1H solid-state NMR spectra of the mouse tooth sample recorded at a magnetic field of 17.6 T (a) without sample spinning and (b) with MAS at a spinning frequency of 10 kHz. The asterisks indicate spinning sidebands. (c,d) 1H MAS selective spin echo MAS spectra of the (c) aliphatic protons and (d) hydroxyl groups, recorded with an echo time of 5.4 ms and using a refocusing R-SNOB pulse of 3 ms duration (10 kHz spinning rate).

Conclusion

In this work, we have demonstrated that the combination of MAS with rotating pulsed field gradients allows overcoming difficulties associated with large line broadenings and short dephasing times in rigid solids.
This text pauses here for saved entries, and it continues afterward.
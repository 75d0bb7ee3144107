use chrono::NaiveDate;
use serde::{Deserialize, Deserializer, Serialize};

/// A reader in a hatim. List position defines reading order.
#[derive(Debug, Clone, PartialEq, Eq, Serialize, Deserialize)]
#[serde(rename_all = "camelCase")]
pub struct Participant {
    pub full_name: String,
    pub pages: u32,
    /// Days this participant has marked as read, kept sorted and unique.
    #[serde(default, deserialize_with = "sorted_days")]
    pub checked_days: Vec<NaiveDate>,
}

// Stored lists may be in click order or carry repeats.
fn sorted_days<'de, D>(deserializer: D) -> Result<Vec<NaiveDate>, D::Error>
where
    D: Deserializer<'de>,
{
    let mut days = Vec::<NaiveDate>::deserialize(deserializer)?;
    days.sort_unstable();
    days.dedup();
    Ok(days)
}

impl Participant {
    pub fn new(full_name: impl Into<String>, pages: u32) -> Self {
        Self {
            full_name: full_name.into(),
            pages,
            checked_days: Vec::new(),
        }
    }

    pub fn is_checked(&self, date: NaiveDate) -> bool {
        self.checked_days.binary_search(&date).is_ok()
    }

    /// Flips the read mark for `date` and returns the new state.
    pub fn toggle_checked_day(&mut self, date: NaiveDate) -> bool {
        match self.checked_days.binary_search(&date) {
            Ok(pos) => {
                self.checked_days.remove(pos);
                false
            }
            Err(pos) => {
                self.checked_days.insert(pos, date);
                true
            }
        }
    }
}
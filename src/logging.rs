use tracing_subscriber::EnvFilter;

const DEFAULT_FILTER: &str = "hatim_planner=info";

/// Installs the global fmt subscriber. `RUST_LOG` overrides the default
/// filter; calling this twice is harmless.
pub fn init() {
    let filter =
        EnvFilter::try_from_default_env().unwrap_or_else(|_| EnvFilter::new(DEFAULT_FILTER));
    let _ = tracing_subscriber::fmt()
        .with_env_filter(filter)
        .with_writer(std::io::stderr)
        .try_init();
}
This approach enabled to record ex vivo 31P 3D and 2D slice-selected images of rigid tissues and biomaterials using robust spin echo sequences at very high magnetic field, with greatly improved SNR and spatial resolution when compared to static conditions. Additional selection and contrast schemes, such as dipolar dephasing or polarization transfer NMR methods, or high-resolution chemical shift imaging approaches can be tailored for additional depiction of chemical variations with spatial localization. In these materials, MAS at moderate spinning rate and very high magnetic field also provides high resolution 1H solid-state spectra enabling chemically selective imaging with frequency selective excitation schemes. This allowed probing selectively the 3D distribution of the apatitic hydroxyl protons or of the aliphatic ones inside a dried mouse tooth attached to the jaw bone, with an isotropic spatial resolution nearing 100 µm. The high field MAS MRI approach thus offers great potential for ex vivo studies in small animal models (rodents) such as hard tissues modification due to specific diseases or osteointegration of calcium phosphate implants.